The City of St. Louis was a streamlined passenger train operated by the Union Pacific Railroad and the Wabash Railroad between St. Louis, Missouri and Los Angeles, California. It operated from 1946 to 1971.

History 
The City of St. Louis began operating on June 2, 1946 between St. Louis, Missouri and Cheyenne, Wyoming, where its cars were switched to other Union Pacific trains to continue west to the Pacific coast. In April 1951 it became a separate train from St. Louis to Los Angeles, California, skipping Cheyenne; it still carried some cars to switch to trains to other coast cities. In 1964 it was combined with the City of Los Angeles west of Ogden, Utah, and in 1968 with the City of San Francisco from Cheyenne to Ogden.

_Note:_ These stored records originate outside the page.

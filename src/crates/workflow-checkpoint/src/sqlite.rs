//! SQLite-backed checkpoint storage
//!
//! Snapshots and metadata are stored as JSON text in a single
//! `workflow_checkpoints` table keyed by `(thread_id, sequence)`. The next
//! sequence number is computed and inserted by one `INSERT ... SELECT`
//! statement, so concurrent writers can never be handed the same number.

use crate::{
    checkpoint::{Checkpoint, CheckpointMetadata},
    error::{CheckpointError, Result},
    traits::{CheckpointStore, CheckpointStream},
};
use async_trait::async_trait;
use chrono::{DateTime, Utc};
use futures::stream;
use serde_json::Value;
use sqlx::sqlite::{SqliteConnectOptions, SqlitePool, SqlitePoolOptions, SqliteRow};
use sqlx::Row;
use std::path::Path;
use std::str::FromStr;
use tracing::{debug, info};

const SCHEMA: &str = "
CREATE TABLE IF NOT EXISTS workflow_checkpoints (
    thread_id  TEXT    NOT NULL,
    sequence   INTEGER NOT NULL,
    state      TEXT    NOT NULL,
    metadata   TEXT    NOT NULL,
    written_at TEXT    NOT NULL,
    PRIMARY KEY (thread_id, sequence)
)";

/// Durable checkpoint store on top of an sqlx SQLite pool
#[derive(Debug, Clone)]
pub struct SqliteCheckpointStore {
    pool: SqlitePool,
}

impl SqliteCheckpointStore {
    /// Open (creating if missing) a database file
    pub async fn open<P: AsRef<Path>>(path: P) -> Result<Self> {
        let path = path.as_ref();
        if let Some(parent) = path.parent() {
            if !parent.as_os_str().is_empty() && !parent.exists() {
                std::fs::create_dir_all(parent).map_err(|e| {
                    CheckpointError::Invalid(format!("Failed to create database directory: {}", e))
                })?;
            }
        }

        let options = SqliteConnectOptions::new()
            .filename(path)
            .create_if_missing(true);
        let pool = SqlitePoolOptions::new()
            .max_connections(5)
            .connect_with(options)
            .await
            .map_err(|e| CheckpointError::Read(format!("Failed to connect to database: {}", e)))?;

        info!(path = %path.display(), "Checkpoint database opened");
        Self::with_pool(pool).await
    }

    /// Connect using an sqlx connection URL such as `sqlite::memory:`
    pub async fn connect(url: &str) -> Result<Self> {
        let options = SqliteConnectOptions::from_str(url)
            .map_err(|e| CheckpointError::Invalid(format!("Invalid database url: {}", e)))?
            .create_if_missing(true);

        // Every connection to `:memory:` is a separate database.
        let max_connections = if url.contains(":memory:") { 1 } else { 5 };
        let pool = SqlitePoolOptions::new()
            .max_connections(max_connections)
            .idle_timeout(None)
            .max_lifetime(None)
            .connect_with(options)
            .await
            .map_err(|e| CheckpointError::Read(format!("Failed to connect to database: {}", e)))?;

        debug!(url = %url, "Checkpoint database connected");
        Self::with_pool(pool).await
    }

    /// Wrap an existing pool and ensure the schema exists
    pub async fn with_pool(pool: SqlitePool) -> Result<Self> {
        sqlx::query(SCHEMA)
            .execute(&pool)
            .await
            .map_err(|e| CheckpointError::Invalid(format!("Failed to create schema: {}", e)))?;
        Ok(Self { pool })
    }

    pub async fn close(&self) {
        self.pool.close().await;
    }

    fn decode_row(row: &SqliteRow) -> Result<Checkpoint> {
        let read = |e: sqlx::Error| CheckpointError::Read(e.to_string());

        let sequence: i64 = row.try_get("sequence").map_err(read)?;
        let state: String = row.try_get("state").map_err(read)?;
        let metadata: String = row.try_get("metadata").map_err(read)?;
        let written_at: String = row.try_get("written_at").map_err(read)?;

        Ok(Checkpoint {
            thread_id: row.try_get("thread_id").map_err(read)?,
            sequence: u64::try_from(sequence)
                .map_err(|_| CheckpointError::Invalid(format!("negative sequence {}", sequence)))?,
            state: serde_json::from_str(&state)?,
            metadata: serde_json::from_str(&metadata)?,
            written_at: DateTime::parse_from_rfc3339(&written_at)
                .map_err(|e| CheckpointError::Invalid(format!("bad timestamp: {}", e)))?
                .with_timezone(&Utc),
        })
    }
}

#[async_trait]
impl CheckpointStore for SqliteCheckpointStore {
    async fn save(&self, thread_id: &str, state: Value, metadata: CheckpointMetadata) -> Result<u64> {
        if thread_id.is_empty() {
            return Err(CheckpointError::Invalid("thread_id is required".to_string()));
        }

        let state = serde_json::to_string(&state)?;
        let metadata = serde_json::to_string(&metadata)?;
        let written_at = Utc::now().to_rfc3339();

        let sequence: i64 = sqlx::query_scalar(
            "INSERT INTO workflow_checkpoints (thread_id, sequence, state, metadata, written_at)
             SELECT ?, COALESCE(MAX(sequence), 0) + 1, ?, ?, ?
             FROM workflow_checkpoints WHERE thread_id = ?
             RETURNING sequence",
        )
        .bind(thread_id)
        .bind(&state)
        .bind(&metadata)
        .bind(&written_at)
        .bind(thread_id)
        .fetch_one(&self.pool)
        .await
        .map_err(|e| CheckpointError::write(thread_id, e))?;

        debug!(thread_id = %thread_id, sequence, "Checkpoint appended");
        u64::try_from(sequence).map_err(|_| CheckpointError::write(thread_id, "negative sequence"))
    }

    async fn load_latest(&self, thread_id: &str) -> Result<Checkpoint> {
        let row = sqlx::query(
            "SELECT * FROM workflow_checkpoints WHERE thread_id = ? ORDER BY sequence DESC LIMIT 1",
        )
        .bind(thread_id)
        .fetch_optional(&self.pool)
        .await
        .map_err(|e| CheckpointError::Read(e.to_string()))?;

        match row {
            Some(row) => Self::decode_row(&row),
            None => Err(CheckpointError::not_found(thread_id)),
        }
    }

    async fn load_at(&self, thread_id: &str, sequence: u64) -> Result<Checkpoint> {
        let seq = i64::try_from(sequence)
            .map_err(|_| CheckpointError::not_found_at(thread_id, sequence))?;
        let row = sqlx::query("SELECT * FROM workflow_checkpoints WHERE thread_id = ? AND sequence = ?")
            .bind(thread_id)
            .bind(seq)
            .fetch_optional(&self.pool)
            .await
            .map_err(|e| CheckpointError::Read(e.to_string()))?;

        match row {
            Some(row) => Self::decode_row(&row),
            None => Err(CheckpointError::not_found_at(thread_id, sequence)),
        }
    }

    async fn latest_sequence(&self, thread_id: &str) -> Result<Option<u64>> {
        let max: Option<i64> =
            sqlx::query_scalar("SELECT MAX(sequence) FROM workflow_checkpoints WHERE thread_id = ?")
                .bind(thread_id)
                .fetch_one(&self.pool)
                .await
                .map_err(|e| CheckpointError::Read(e.to_string()))?;

        Ok(max.and_then(|m| u64::try_from(m).ok()))
    }

    async fn list(&self, thread_id: &str, limit: Option<usize>) -> Result<CheckpointStream> {
        let limit = limit.map(|l| l as i64).unwrap_or(-1);
        let rows = sqlx::query(
            "SELECT * FROM workflow_checkpoints WHERE thread_id = ? ORDER BY sequence DESC LIMIT ?",
        )
        .bind(thread_id)
        .bind(limit)
        .fetch_all(&self.pool)
        .await
        .map_err(|e| CheckpointError::Read(e.to_string()))?;

        let results: Vec<Result<Checkpoint>> = rows.iter().map(Self::decode_row).collect();
        Ok(Box::pin(stream::iter(results)))
    }
}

Between St. Louis and Kansas City the train ran on the Wabash Railroad, then on the Norfolk & Western which leased the Wabash in 1964. This part of the run became a separate train on June 19, 1968, retaining the City of St Louis name until its discontinuance in April 1969; after June 1968 the Union Pacific train was the City of Kansas City, which lasted until Amtrak took over on May 1, 1971.

Major stations, 1951
St. Louis 
Kansas City
Topeka, Kansas
Denver
Ogden
Branch to Oakland/San Francisco via the Southern Pacific:
Reno
Sacramento
Oakland (ferry connection to San Francisco)
Branch to Los Angeles:
Salt Lake City
San Bernandino
Riverside
Los Angeles
Branch to Portland & Seattle:
Pocatello
Boise
Nampa
Portland
Tacoma
Seattle

Equipment 
The original 1946 version of the train required three consists to protect its schedule. The consists contained a mix of heavyweight and lightweight equipment:
 Heavyweight baggage-mail (UP #5808-#5810)
 Three lightweight 48-seat coaches (UP #5331-#5365)
 Heavyweight dining car (UP #4627, UP #4629, or WAB #32)
 Heavyweight club-lounge (UP #1540, #1543, or #1544)
 Heavyweight 10-section, 1-drawing room, 1-compartment sleeping car
 Lightweight 4-compartment, 2-drawing room, 4-double bedroom sleeping car (UP Lakeside, Palos Verdes, or Verdugo)
 Lightweight 6-section, 6-roomette, 4-double bedroom sleeping car (UP American Army, American Monitor, or American Trooper)
 Heavyweight postal car (UP 2200-series)
The 10-1-1 sleeping car operated through to Portland, Oregon; cars used in this service included Balsam Fir, Douglas Fir, Inland Empire, Pinion Pine, Poudre Lake and Silver Spruce. The 6-4-4 sleeping car operated through to Los Angeles. The 2200-series postal car was added in Denver, Colorado for Cheyenne.

References

 Kratville, William W. and Ranks, Harold E., The Union Pacific Streamliners.  Kratville Publications, 1974.
 Stout, Greg, Route of the Eagles:  Missouri Pacific in the Streamlined Era.  Kansas City, White River Productions, 1995.
 Thomas, Lawrence, "Going to California on the Overland Route", TRRA Historical Society magazine, Spring/Summer 1996.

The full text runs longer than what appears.